▶ Problem statement
What lines below hold the string "serde"? Copy them all.

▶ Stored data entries
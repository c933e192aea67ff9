//! # Pricing
//!
//! Stateless derivation of monetary figures from a cart snapshot.
//!
//! ## Calculation
//! ```text
//! ┌─────────────────────────────────────────────────────────────────────────┐
//! │  Line items                       line_subtotal = unit_price × qty      │
//! │  ───────────────────────────────  ──────────────────────────────────    │
//! │  Shirt   $10.00 × 1               $10.00                                │
//! │  Mug     $15.00 × 2               $30.00                                │
//! │                                   ───────                               │
//! │                            total  $40.00  (sum of exact subtotals)      │
//! └─────────────────────────────────────────────────────────────────────────┘
//! ```
//!
//! Nothing is rounded here. Amounts are integer cents, and any currency
//! formatting happens once, at presentation time.

use serde::{Deserialize, Serialize};
use ts_rs::TS;

use crate::cart::{Cart, LineItem};
use crate::money::Money;

// =============================================================================
// Price Calculator
// =============================================================================

/// Pure pricing functions over a slice of line items.
///
/// Kept apart from [`Cart`] so pricing policy can change without touching
/// mutation logic.
#[derive(Debug, Clone, Copy, Default)]
pub struct PriceCalculator;

impl PriceCalculator {
    /// `unit_price × quantity` for one line item.
    #[inline]
    pub fn line_subtotal(item: &LineItem) -> Money {
        item.unit_price.multiply_quantity(item.quantity)
    }

    /// Sum of all line subtotals; zero for an empty slice.
    ///
    /// ## Example
    /// ```rust
    /// use storefront_core::{Cart, Money, NewLineItem, PriceCalculator};
    ///
    /// let mut cart = Cart::new();
    /// assert!(PriceCalculator::total(cart.items()).is_zero());
    ///
    /// cart.increment(NewLineItem::new("p1", "Shirt", Money::from_cents(1000), None, None).unwrap());
    /// assert_eq!(PriceCalculator::total(cart.items()).cents(), 1000);
    /// ```
    pub fn total(items: &[LineItem]) -> Money {
        items.iter().map(Self::line_subtotal).sum()
    }

    /// Count, quantity and total in one pass.
    pub fn totals(items: &[LineItem]) -> CartTotals {
        CartTotals {
            item_count: items.len(),
            total_quantity: items.iter().map(|i| u64::from(i.quantity)).sum(),
            total: Self::total(items),
        }
    }
}

// =============================================================================
// Cart Totals
// =============================================================================

/// Cart totals summary for the pages.
#[derive(Debug, Clone, Copy, PartialEq, Eq, Default, Serialize, Deserialize, TS)]
#[ts(export)]
#[serde(rename_all = "camelCase")]
pub struct CartTotals {
    /// Distinct products in the cart.
    pub item_count: usize,
    /// Units across all products.
    pub total_quantity: u64,
    pub total: Money,
}

impl From<&Cart> for CartTotals {
    fn from(cart: &Cart) -> Self {
        PriceCalculator::totals(cart.items())
    }
}

// =============================================================================
// Unit Tests
// =============================================================================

▶ Answer area
use serde::{Deserialize, Serialize};
#[serde(rename_all = "camelCase")]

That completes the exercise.